In Chapter 4, “Mining XML Schemas to Extract Conceptual Knowledge,” Ivan Bedini, Benjamin Nguyen, Christopher Matheus, Peter F. Patel-Schneider, and Aidan Boran present the result of their detailed analysis and classification work on patterns for automatic transformation of XML Schemas into RDF and OWL. The many variations in XML schema do not automatically (and univocally) imply given semantic patterns in ontology modeling, and an attempt to find such mappings between XML structures and RDF/OWL ends in the discovery of a n-to-n search space. Despite the discouraging premises, statistical expectances, cross-checking with available resources, and language analysis lay the constraints which may help to disambiguate this process, which seems to require more craft than analytical skills.

While XML may be seen as a less noble form of ontological data, where the semantics of data are implicit in the structure of the tags which has been thought by the author of the XMLSchema, there are also other resources where the semantics are more explicit. But it is their content which does not directly offer the same perspective on the information that is intended to be represented in a domain ontology. In those cases, semiautomatic processes for knowledge acquisition have to be highly informed about these different perspectives, and thus be able to extract, project, and eventually modify the information coming from the source to produce suitable ontologies/data.

In Chapter 5, “LMF Dictionary-Based Approach for Domain Ontology Generation,” Feten Baccar Ben Amar, Bilel Gargouri, and Abdelmajid Ben Hamadou propose an approach for generating domain ontologies from Machine Readable Dictionaries and Lexicons written through the Lexical Markup Framework (LMF). The domain of the two worlds is different: ontologies are made of concepts, relations, and objects of the world, LMF dictionaries contain the words used to the describe these concepts, objects, and relations. Yet, both these domains may share a significant overlap on a common domain of discourse, and, after all, ontologies need natural language to be really shared by humans upon any sort of real-world interpretation dictated by common sense and common knowledge. With this principle in mind, the authors try to guide the development of ontologies through sets of evidence, common patterns, etc. provided by LMF lexicons and by defining a processing chain starting from the identification of the domain (and thus the cut to apply to the LMF dictionary), the selection of concepts, and the progressive enrichment of the ontology.
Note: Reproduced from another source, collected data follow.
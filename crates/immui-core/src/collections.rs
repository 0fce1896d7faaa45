use std::hash::BuildHasherDefault;

use crate::hash::default::DefaultHasher;
use crate::id::WidgetId;

#[cfg(feature = "std-hash")]
pub mod map {
    pub use std::collections::{HashMap, HashSet};
}

#[cfg(not(feature = "std-hash"))]
pub mod map {
    pub use hashbrown::{HashMap, HashSet};
}

/// Builder for the active default hasher, shared by every keyed collection.
pub type IdBuildHasher = BuildHasherDefault<DefaultHasher>;

pub type WidgetMap<V> = map::HashMap<WidgetId, V, IdBuildHasher>;
pub type WidgetSet = map::HashSet<WidgetId, IdBuildHasher>;

/// Insertion-ordered map; iteration order is the order containers were created.
pub type WidgetIndexMap<V> = indexmap::IndexMap<WidgetId, V, IdBuildHasher>;
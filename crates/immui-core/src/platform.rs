//! Collaborator traits the engine delegates to the host.
//!
//! Rasterization, font metrics, raw input polling and text editing all live
//! outside the engine. These traits are the boundary; none of them needs to
//! be thread-safe because a context never leaves the thread that drives it.

use immui_foundation::InputSnapshot;
use immui_graphics::Point;

use crate::collections::WidgetMap;
use crate::error::TextInputError;
use crate::id::WidgetId;

/// Produces the input state for a frame. Polled once per frame.
pub trait InputSource {
    fn poll(&mut self) -> InputSnapshot;
}

impl InputSource for InputSnapshot {
    fn poll(&mut self) -> InputSnapshot {
        self.clone()
    }
}

/// Measures text for layout and alignment.
pub trait TextMetrics {
    fn text_width(&self, text: &str) -> i32;
    fn line_height(&self) -> i32;
}

/// One editable text field owned by the text-input collaborator.
pub trait TextField {
    fn focus(&mut self);
    fn text(&self) -> &str;
    /// Replaces the text and selection; `start`/`end` are byte offsets.
    fn set_text_and_selection(&mut self, text: &str, start: usize, end: usize);
    /// Runs one frame of editing. Returns whether the field consumed the
    /// frame's input; unconsumed Backspace and Enter fall back to the widget.
    fn handle_input(&mut self, input: &InputSnapshot, caret: Point) -> Result<bool, TextInputError>;
}

/// Hands out the text field bound to a widget.
pub trait TextInput {
    fn field(&mut self, id: WidgetId) -> &mut dyn TextField;

    /// Drops fields whose widget was not declared this frame.
    fn retain(&mut self, _live: &dyn Fn(WidgetId) -> bool) {}
}

/// Text field that appends typed characters and leaves every key to the widget.
#[derive(Clone, Debug, Default)]
pub struct PlainTextField {
    text: String,
    selection: (usize, usize),
    focused: bool,
}

impl PlainTextField {
    pub fn is_focused(&self) -> bool {
        self.focused
    }

    pub fn selection(&self) -> (usize, usize) {
        self.selection
    }
}

impl TextField for PlainTextField {
    fn focus(&mut self) {
        self.focused = true;
    }

    fn text(&self) -> &str {
        &self.text
    }

    fn set_text_and_selection(&mut self, text: &str, start: usize, end: usize) {
        self.text.clear();
        self.text.push_str(text);
        self.selection = (char_boundary(text, start), char_boundary(text, end));
    }

    fn handle_input(
        &mut self,
        input: &InputSnapshot,
        _caret: Point,
    ) -> Result<bool, TextInputError> {
        let (start, end) = self.selection;
        if start > end || end > self.text.len() {
            return Err(TextInputError::InvalidSelection {
                start,
                end,
                len: self.text.len(),
            });
        }
        if input.text.is_empty() {
            return Ok(false);
        }
        let typed: String = input.text.chars().filter(|c| !c.is_control()).collect();
        if typed.is_empty() {
            return Ok(false);
        }
        self.text.replace_range(start..end, &typed);
        let caret = start + typed.len();
        self.selection = (caret, caret);
        Ok(true)
    }
}

fn char_boundary(text: &str, offset: usize) -> usize {
    let mut offset = offset.min(text.len());
    while !text.is_char_boundary(offset) {
        offset -= 1;
    }
    offset
}

/// Default text-input collaborator backed by [`PlainTextField`]s.
#[derive(Debug, Default)]
pub struct PlainTextInput {
    fields: WidgetMap<PlainTextField>,
}

impl PlainTextInput {
    pub fn new() -> Self {
        Self::default()
    }

    pub fn len(&self) -> usize {
        self.fields.len()
    }

    pub fn is_empty(&self) -> bool {
        self.fields.is_empty()
    }
}

impl TextInput for PlainTextInput {
    fn field(&mut self, id: WidgetId) -> &mut dyn TextField {
        self.fields.entry(id).or_default()
    }

    fn retain(&mut self, live: &dyn Fn(WidgetId) -> bool) {
        self.fields.retain(|id, _| live(*id));
    }
}

#[cfg(test)]
#[path = "tests/platform_tests.rs"]
mod tests;
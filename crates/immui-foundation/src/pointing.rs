use immui_graphics::Point;

use crate::input::{InputSnapshot, TouchId};

#[derive(Clone, Copy, Debug, Default, PartialEq, Eq)]
struct PointingState {
    position: Point,
    down: bool,
    touch: Option<TouchId>,
}

impl PointingState {
    fn from_snapshot(snapshot: &InputSnapshot) -> Self {
        Self {
            position: snapshot.pointing_position(),
            down: snapshot.pointing_down(),
            touch: snapshot.touch.map(|touch| touch.id),
        }
    }
}

/// Tracks the primary pointing device across frames.
///
/// Fed one snapshot per frame; press/release edges and the movement delta
/// compare the current snapshot with the previous one.
#[derive(Clone, Debug, Default)]
pub struct Pointing {
    current: PointingState,
    previous: PointingState,
}

impl Pointing {
    pub fn new() -> Self {
        Self::default()
    }

    pub fn update(&mut self, snapshot: &InputSnapshot) {
        self.previous = self.current;
        self.current = PointingState::from_snapshot(snapshot);
    }

    pub fn position(&self) -> Point {
        self.current.position
    }

    pub fn pressed(&self) -> bool {
        self.current.down
    }

    pub fn just_pressed(&self) -> bool {
        self.current.down && !self.previous.down
    }

    pub fn just_released(&self) -> bool {
        !self.current.down && self.previous.down
    }

    /// Movement since the previous frame. A touch that just started (or a
    /// switch between touch and mouse) reports no movement.
    pub fn delta(&self) -> Point {
        if self.current.touch != self.previous.touch {
            return Point::ZERO;
        }
        self.current.position - self.previous.position
    }
}

#[cfg(test)]
#[path = "tests/pointing_tests.rs"]
mod tests;
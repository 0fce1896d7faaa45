//! Flow cursor that places widgets left to right, row after row.

use immui_graphics::{Point, Rect, Size};

use crate::axis::Axis;

/// Sentinel for "nothing laid out yet" in the running max extent.
const NO_EXTENT: i32 = -0x100_0000;

/// Theme-derived sizes the flow layout needs to resolve declared extents.
#[derive(Clone, Copy, Debug, PartialEq, Eq)]
pub struct LayoutMetrics {
    /// Width used for columns declared as `0`.
    pub default_width: i32,
    /// Height used for rows declared as `0` and for single-row mode.
    pub default_height: i32,
    /// Gap inserted between consecutive cells and rows.
    pub spacing: i32,
}

/// One entry of the layout stack.
///
/// Declared extents follow the same rule on both axes:
///
/// * `n > 0` is exactly `n` units,
/// * `0` is the default control size from [`LayoutMetrics`],
/// * `n < 0` is flexible: `n + (body extent - cursor + 1)`, evaluated at the
///   current cursor. The cursor advances after each placement, so flexible
///   columns are filled greedily from left to right.
#[derive(Clone, Debug, PartialEq)]
pub struct FlowLayout {
    body: Rect,
    position: Point,
    next_row_y: i32,
    widths: Vec<i32>,
    heights: Vec<i32>,
    item_index: usize,
    indent: i32,
    max: Point,
}

impl FlowLayout {
    /// Creates a layout over `body`, shifted by the container's scroll offset.
    pub fn new(body: Rect, scroll: Point) -> Self {
        let mut layout = Self {
            body: body.translate(Point::new(-scroll.x, -scroll.y)),
            position: Point::ZERO,
            next_row_y: 0,
            widths: Vec::new(),
            heights: Vec::new(),
            item_index: 0,
            indent: 0,
            max: Point::new(NO_EXTENT, NO_EXTENT),
        };
        layout.set_grid(&[0], &[]);
        layout
    }

    /// Declares the column widths and row heights used from now on.
    ///
    /// An empty `heights` list selects single-row mode: every row uses the
    /// default control height and the grid repeats after `widths.len()` items.
    pub fn set_grid(&mut self, widths: &[i32], heights: &[i32]) {
        self.widths.clear();
        self.widths.extend_from_slice(widths);
        self.heights.clear();
        self.heights.extend_from_slice(heights);
        self.item_index = 0;
        self.start_row();
    }

    /// Returns the rectangle of the next widget in absolute coordinates.
    pub fn next_rect(&mut self, metrics: &LayoutMetrics) -> Rect {
        let columns = self.columns();
        if self.item_index == self.items_per_cycle() {
            // Reapply the same grid so loops can keep calling without redeclaring it.
            self.item_index = 0;
            self.start_row();
        } else if self.item_index > 0 && self.item_index % columns == 0 {
            self.start_row();
        }

        let column = self.item_index % columns;
        let row = self.item_index / columns;
        let declared_width = self.widths.get(column).copied().unwrap_or(0);
        let declared_height = self.heights.get(row).copied().unwrap_or(0);
        let size = Size::new(
            self.resolve(Axis::Horizontal, declared_width, metrics),
            self.resolve(Axis::Vertical, declared_height, metrics),
        );
        let local = Rect::from_origin_size(self.position, size);

        self.item_index += 1;
        self.position.x += size.width + metrics.spacing;
        self.next_row_y = self.next_row_y.max(local.max.y + metrics.spacing);

        let rect = local.translate(self.body.min);
        self.max = self.max.max(rect.max);
        rect
    }

    /// Folds the extent consumed by a nested layout back into this one.
    pub fn absorb_child(&mut self, child: &FlowLayout) {
        self.position.x = self
            .position
            .x
            .max(child.position.x + child.body.min.x - self.body.min.x);
        self.next_row_y = self
            .next_row_y
            .max(child.next_row_y + child.body.min.y - self.body.min.y);
        self.max = self.max.max(child.max);
    }

    /// Extent of everything laid out so far, measured from the body origin.
    pub fn content_size(&self) -> Size {
        Size::new(
            (self.max.x - self.body.min.x).max(0),
            (self.max.y - self.body.min.y).max(0),
        )
    }

    /// Scroll-adjusted body rectangle.
    pub fn body(&self) -> Rect {
        self.body
    }

    pub fn indent(&self) -> i32 {
        self.indent
    }

    pub fn set_indent(&mut self, indent: i32) {
        self.indent = indent;
    }

    /// Cursor position relative to the body origin.
    pub fn position(&self) -> Point {
        self.position
    }

    pub fn next_row_y(&self) -> i32 {
        self.next_row_y
    }

    /// Number of placements before the declared grid repeats.
    pub fn items_per_cycle(&self) -> usize {
        self.columns() * self.heights.len().max(1)
    }

    fn columns(&self) -> usize {
        self.widths.len().max(1)
    }

    fn start_row(&mut self) {
        self.position = Point::new(self.indent, self.next_row_y);
    }

    fn resolve(&self, axis: Axis, declared: i32, metrics: &LayoutMetrics) -> i32 {
        if declared > 0 {
            return declared;
        }
        if declared == 0 {
            return match axis {
                Axis::Horizontal => metrics.default_width,
                Axis::Vertical => metrics.default_height,
            };
        }
        let available = axis.of_size(self.body.size());
        let cursor = axis.of_point(self.position);
        (declared + available - cursor + 1).max(0)
    }
}

#[cfg(test)]
#[path = "tests/flow_tests.rs"]
mod tests;
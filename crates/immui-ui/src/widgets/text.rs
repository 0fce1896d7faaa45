//! Static text.

use immui_core::{ColorRole, Context, UiError, WidgetId, WidgetOptions};

/// A single line of text, clipped to its cell.
pub fn label(ctx: &mut Context, text: &str) {
    ctx.wrap_error(|ctx| {
        ctx.widget(
            WidgetId::EMPTY,
            WidgetOptions::NONE,
            |_, _, _| Ok(()),
            |ctx, bounds| ctx.draw_widget_text(text, bounds, ColorRole::Text, WidgetOptions::NONE),
        )
    })
}

/// A paragraph that wraps at word boundaries to the width of its cell.
/// Explicit newlines start new lines.
pub fn text(ctx: &mut Context, text: &str) {
    let color = ctx.style().color(ColorRole::Text);
    ctx.layout_column(|ctx, cell| {
        let line_height = ctx.line_height();
        ctx.set_grid_layout(&[-1], &[line_height]);
        let lines = {
            let measure = |s: &str| ctx.text_width(s);
            wrap_lines(text, cell.width(), &measure)
        };
        for line in lines {
            let drawn: Result<(), UiError> = ctx.widget(
                WidgetId::EMPTY,
                WidgetOptions::NONE,
                |_, _, _| Ok(()),
                |ctx, bounds| ctx.draw_text(line, bounds.min, color),
            );
            if let Err(err) = drawn {
                ctx.latch(err);
                break;
            }
        }
    })
}

/// Splits `text` into lines no wider than `width` where possible.
///
/// Words are separated by single spaces. A word wider than `width` gets a
/// line of its own. A trailing newline does not add an empty line.
pub fn wrap_lines<'t>(text: &'t str, width: i32, measure: &dyn Fn(&str) -> i32) -> Vec<&'t str> {
    let mut lines = Vec::new();
    if text.is_empty() {
        return lines;
    }
    let body = text.strip_suffix('\n').unwrap_or(text);
    let space = measure(" ");
    for paragraph in body.split('\n') {
        let mut line_start = 0;
        let mut line_end = 0;
        let mut line_width = 0;
        let mut word_start = 0;
        while word_start <= paragraph.len() {
            let word_end = paragraph[word_start..]
                .find(' ')
                .map_or(paragraph.len(), |offset| word_start + offset);
            let word_width = measure(&paragraph[word_start..word_end]);
            if line_width + word_width > width && line_end != line_start {
                lines.push(&paragraph[line_start..line_end]);
                line_start = word_start;
                line_width = 0;
            }
            line_width += word_width + space;
            line_end = word_end;
            word_start = word_end + 1;
        }
        lines.push(&paragraph[line_start..line_end]);
    }
    lines
}

#[cfg(test)]
#[path = "tests/text_tests.rs"]
mod tests;
use super::*;

const METRICS: LayoutMetrics = LayoutMetrics {
    default_width: 70,
    default_height: 20,
    spacing: 4,
};

fn layout_200_wide() -> FlowLayout {
    FlowLayout::new(Rect::new(10, 10, 210, 310), Point::ZERO)
}

#[test]
fn single_flexible_column_fills_body() {
    let mut layout = layout_200_wide();
    layout.set_grid(&[-1], &[]);
    let rect = layout.next_rect(&METRICS);
    assert_eq!(rect.width(), 200);
    assert_eq!(rect.min, Point::new(10, 10));
}

#[test]
fn two_flexible_columns_share_the_row() {
    let mut layout = layout_200_wide();
    layout.set_grid(&[-1, -1], &[]);
    let first = layout.next_rect(&METRICS);
    let second = layout.next_rect(&METRICS);
    assert_eq!(first.width() + second.width(), 200);
    assert_eq!(first.min.y, second.min.y);
}

#[test]
fn flexible_column_takes_remaining_space_after_fixed_one() {
    let mut layout = layout_200_wide();
    layout.set_grid(&[50, -1], &[]);
    let fixed = layout.next_rect(&METRICS);
    let flexible = layout.next_rect(&METRICS);
    assert_eq!(fixed.width(), 50);
    assert_eq!(flexible.min.x, fixed.max.x + METRICS.spacing);
    assert_eq!(flexible.max.x, 210);
}

#[test]
fn zero_width_uses_default_control_size() {
    let mut layout = layout_200_wide();
    let rect = layout.next_rect(&METRICS);
    assert_eq!(rect.size(), Size::new(70, 20));
}

#[test]
fn grid_repeats_after_a_full_row() {
    let mut layout = layout_200_wide();
    layout.set_grid(&[30, 40], &[]);
    let rects: Vec<Rect> = (0..5).map(|_| layout.next_rect(&METRICS)).collect();
    assert_eq!(rects[2].min.x, rects[0].min.x);
    assert_eq!(rects[2].min.y, rects[0].max.y + METRICS.spacing);
    assert_eq!(rects[3].width(), 40);
    assert_eq!(rects[4].min.y, rects[2].max.y + METRICS.spacing);
}

#[test]
fn grid_cycles_through_row_heights() {
    let mut layout = layout_200_wide();
    layout.set_grid(&[-1], &[10, 30]);
    assert_eq!(layout.items_per_cycle(), 2);
    let heights: Vec<i32> = (0..4).map(|_| layout.next_rect(&METRICS).height()).collect();
    assert_eq!(heights, vec![10, 30, 10, 30]);
}

#[test]
fn indent_shifts_rows_and_shrinks_flexible_width() {
    let mut layout = layout_200_wide();
    layout.set_indent(24);
    layout.set_grid(&[-1], &[]);
    let rect = layout.next_rect(&METRICS);
    assert_eq!(rect.min.x, 34);
    assert_eq!(rect.max.x, 210);
}

#[test]
fn scroll_offset_moves_body_up() {
    let mut layout = FlowLayout::new(Rect::new(0, 0, 100, 100), Point::new(0, 30));
    let rect = layout.next_rect(&METRICS);
    assert_eq!(rect.min.y, -30);
}

#[test]
fn content_size_tracks_max_extent() {
    let mut layout = layout_200_wide();
    layout.set_grid(&[120], &[40]);
    layout.next_rect(&METRICS);
    layout.next_rect(&METRICS);
    assert_eq!(layout.content_size(), Size::new(120, 84));
}

#[test]
fn empty_layout_has_no_content() {
    let layout = layout_200_wide();
    assert_eq!(layout.content_size(), Size::ZERO);
}

#[test]
fn child_extent_propagates_to_parent() {
    let mut parent = layout_200_wide();
    parent.set_grid(&[100, -1], &[]);
    let cell = parent.next_rect(&METRICS);
    let mut child = FlowLayout::new(cell, Point::ZERO);
    child.set_grid(&[-1], &[]);
    for _ in 0..3 {
        child.next_rect(&METRICS);
    }
    parent.absorb_child(&child);

    // Three stacked rows push the parent's next row below them.
    assert_eq!(parent.next_row_y(), 3 * (20 + METRICS.spacing));
    let next = parent.next_rect(&METRICS);
    assert_eq!(next.min.x, 10 + 100 + METRICS.spacing);
    parent.set_grid(&[-1], &[]);
    let below = parent.next_rect(&METRICS);
    assert_eq!(below.min.y, 10 + 3 * (20 + METRICS.spacing));
}
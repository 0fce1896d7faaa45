use super::*;
use crate::input::{PointerButton, Touch};

fn at(x: i32, y: i32) -> InputSnapshot {
    InputSnapshot::new().with_pointer(Point::new(x, y))
}

#[test]
fn press_and_release_edges_last_one_frame() {
    let mut pointing = Pointing::new();
    pointing.update(&at(0, 0));
    assert!(!pointing.just_pressed());

    pointing.update(&at(0, 0).with_button(PointerButton::Primary));
    assert!(pointing.just_pressed());
    assert!(pointing.pressed());

    pointing.update(&at(0, 0).with_button(PointerButton::Primary));
    assert!(!pointing.just_pressed());
    assert!(pointing.pressed());

    pointing.update(&at(0, 0));
    assert!(pointing.just_released());
    assert!(!pointing.pressed());
}

#[test]
fn delta_is_movement_since_previous_frame() {
    let mut pointing = Pointing::new();
    pointing.update(&at(10, 10));
    pointing.update(&at(25, 4));
    assert_eq!(pointing.delta(), Point::new(15, -6));
    assert_eq!(pointing.position(), Point::new(25, 4));
}

#[test]
fn touch_start_reports_no_movement() {
    let mut pointing = Pointing::new();
    pointing.update(&at(0, 0));
    pointing.update(&at(0, 0).with_touch(Touch {
        id: 1,
        position: Point::new(300, 200),
    }));
    assert!(pointing.just_pressed());
    assert_eq!(pointing.delta(), Point::ZERO);
    assert_eq!(pointing.position(), Point::new(300, 200));
}
//! Axis definitions for flow layouts.

use immui_graphics::{Point, Size};

/// Identifies the direction a declared extent is resolved along.
#[derive(Clone, Copy, Debug, PartialEq, Eq)]
pub enum Axis {
    /// Column widths.
    Horizontal,
    /// Row heights.
    Vertical,
}

impl Axis {
    /// Returns true if this axis is horizontal.
    pub fn is_horizontal(self) -> bool {
        matches!(self, Axis::Horizontal)
    }

    /// Returns true if this axis is vertical.
    pub fn is_vertical(self) -> bool {
        matches!(self, Axis::Vertical)
    }

    /// Component of `point` along this axis.
    pub fn of_point(self, point: Point) -> i32 {
        match self {
            Axis::Horizontal => point.x,
            Axis::Vertical => point.y,
        }
    }

    /// Component of `size` along this axis.
    pub fn of_size(self, size: Size) -> i32 {
        match self {
            Axis::Horizontal => size.width,
            Axis::Vertical => size.height,
        }
    }
}
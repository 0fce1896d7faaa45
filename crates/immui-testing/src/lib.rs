//! Testing utilities and harness for immui.

pub mod testing;

pub use testing::*;

pub use immui_render_common::{RecordingRenderer, RenderOp};

pub mod prelude {
    pub use crate::testing::*;
    pub use immui_render_common::{RecordingRenderer, RenderOp};
}
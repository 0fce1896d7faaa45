//! Clip stack and draw recording.

use immui_graphics::{Color, Point, Rect};

use crate::command::{Clipping, Command, DrawCallback, Icon};
use crate::context::Context;
use crate::error::{StackKind, UiError};
use crate::id::WidgetId;
use crate::options::WidgetOptions;
use crate::style::ColorRole;

impl Context {
    /// The active clip rectangle.
    pub fn clip_rect(&self) -> Result<Rect, UiError> {
        self.clip_stack.last().copied().ok_or(UiError::EmptyStack {
            stack: StackKind::Clip,
        })
    }

    /// Pushes `rect` intersected with the active clip.
    pub fn push_clip_rect(&mut self, rect: Rect) -> Result<(), UiError> {
        let last = self.clip_rect()?;
        self.clip_stack.push(rect.intersect(last));
        Ok(())
    }

    /// Pushes a clip that ignores the enclosing one. Root containers start
    /// with this so a window declared inside another is not clipped to it.
    pub(crate) fn push_unclipped(&mut self) {
        self.clip_stack.push(Rect::UNCLIPPED);
    }

    pub fn pop_clip_rect(&mut self) -> Result<(), UiError> {
        self.clip_stack.pop().map(|_| ()).ok_or(UiError::EmptyStack {
            stack: StackKind::Clip,
        })
    }

    fn push_command(&mut self, command: Command) -> Result<(), UiError> {
        let root = self.current_root_id()?;
        let container = self.containers.get_mut(root).ok_or(UiError::EmptyStack {
            stack: StackKind::Container,
        })?;
        container.commands.push(command);
        Ok(())
    }

    /// Records `command` for a draw covering `bounds`, bracketed by clip
    /// commands when it is only partly visible.
    fn push_clipped(&mut self, bounds: Rect, command: Command) -> Result<(), UiError> {
        let clip = self.clip_rect()?;
        match Clipping::of(bounds, clip) {
            Clipping::Outside => Ok(()),
            Clipping::Inside => self.push_command(command),
            Clipping::Partial => {
                self.push_command(Command::Clip { rect: clip })?;
                self.push_command(command)?;
                self.push_command(Command::Clip {
                    rect: Rect::UNCLIPPED,
                })
            }
        }
    }

    /// Fills `rect`. The fill is cut to the clip rectangle up front, so it
    /// never needs clip commands.
    pub fn draw_rect(&mut self, rect: Rect, color: Color) -> Result<(), UiError> {
        let visible = rect.intersect(self.clip_rect()?);
        if visible.width() > 0 && visible.height() > 0 {
            self.push_command(Command::Rect {
                rect: visible,
                color,
            })?;
        }
        Ok(())
    }

    /// Outlines `rect` with one-unit lines.
    pub fn draw_box(&mut self, rect: Rect, color: Color) -> Result<(), UiError> {
        let Rect { min, max } = rect;
        self.draw_rect(Rect::new(min.x + 1, min.y, max.x - 1, min.y + 1), color)?;
        self.draw_rect(Rect::new(min.x + 1, max.y - 1, max.x - 1, max.y), color)?;
        self.draw_rect(Rect::new(min.x, min.y, min.x + 1, max.y), color)?;
        self.draw_rect(Rect::new(max.x - 1, min.y, max.x, max.y), color)
    }

    pub fn draw_text(&mut self, text: &str, position: Point, color: Color) -> Result<(), UiError> {
        let bounds = Rect::new(
            position.x,
            position.y,
            position.x + self.text_width(text),
            position.y + self.line_height(),
        );
        self.push_clipped(
            bounds,
            Command::Text {
                text: text.to_owned(),
                position,
                color,
            },
        )
    }

    pub fn draw_icon(&mut self, icon: Icon, rect: Rect, color: Color) -> Result<(), UiError> {
        self.push_clipped(rect, Command::Icon { icon, rect, color })
    }

    /// Records a client drawing callback covering `rect`.
    pub fn draw_custom(&mut self, rect: Rect, callback: DrawCallback) -> Result<(), UiError> {
        self.push_clipped(rect, Command::Custom { rect, callback })
    }

    /// Fills `rect` in `role` and borders it unless the role is borderless
    /// or the border color is transparent.
    pub fn draw_frame(&mut self, rect: Rect, role: ColorRole) -> Result<(), UiError> {
        self.draw_rect(rect, self.style().color(role))?;
        if role.is_borderless() {
            return Ok(());
        }
        let border = self.style().color(ColorRole::Border);
        if !border.is_transparent() {
            self.draw_box(rect.inset(-1), border)?;
        }
        Ok(())
    }

    /// Draws a widget background in `role`, or its hover/focus variant.
    pub fn draw_widget_frame(
        &mut self,
        id: WidgetId,
        rect: Rect,
        role: ColorRole,
        opt: WidgetOptions,
    ) -> Result<(), UiError> {
        if opt.contains(WidgetOptions::NO_FRAME) {
            return Ok(());
        }
        let role = if !id.is_empty() && self.focus == id {
            role.shifted(2)
        } else if !id.is_empty() && self.hover == id {
            role.shifted(1)
        } else {
            role
        };
        self.draw_frame(rect, role)
    }

    /// Draws `text` vertically centered in `rect`, aligned per `opt`.
    pub fn draw_widget_text(
        &mut self,
        text: &str,
        rect: Rect,
        role: ColorRole,
        opt: WidgetOptions,
    ) -> Result<(), UiError> {
        let width = self.text_width(text);
        let padding = self.style().padding;
        let y = rect.min.y + (rect.height() - self.line_height()) / 2;
        let x = if opt.contains(WidgetOptions::ALIGN_CENTER) {
            rect.min.x + (rect.width() - width) / 2
        } else if opt.contains(WidgetOptions::ALIGN_RIGHT) {
            rect.min.x + rect.width() - width - padding
        } else {
            rect.min.x + padding
        };
        let color = self.style().color(role);
        self.push_clip_rect(rect)?;
        let drawn = self.draw_text(text, Point::new(x, y), color);
        self.pop_clip_rect()?;
        drawn
    }
}

#[cfg(test)]
#[path = "tests/draw_tests.rs"]
mod tests;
In Chapter 6, “OntoWiktionary: Constructing an Ontology from the Collaborative Online Dictionary Wiktionary,” Christian Meyer and Iryna Gurevych describe their approach for constructing ontologies based on the extraction of terms from Wiktionary, a collaborative online dictionary encoding information about words, word senses, and relations between them. The collaborative nature of this resource, which closely recalls the Wikipedia approach (and comes in fact from the same Wikimedia Foundation that created Wikipedia), and the finer semantic organization of its entries with respect to its encyclopedic sibling, provides a fertile ground for building domain ontologies. In the same chapter, the authors report on the development of OntoWiktionary, an ontology which has been entirely derived by harvesting data from Wiktionary and by “ontologizing” this information.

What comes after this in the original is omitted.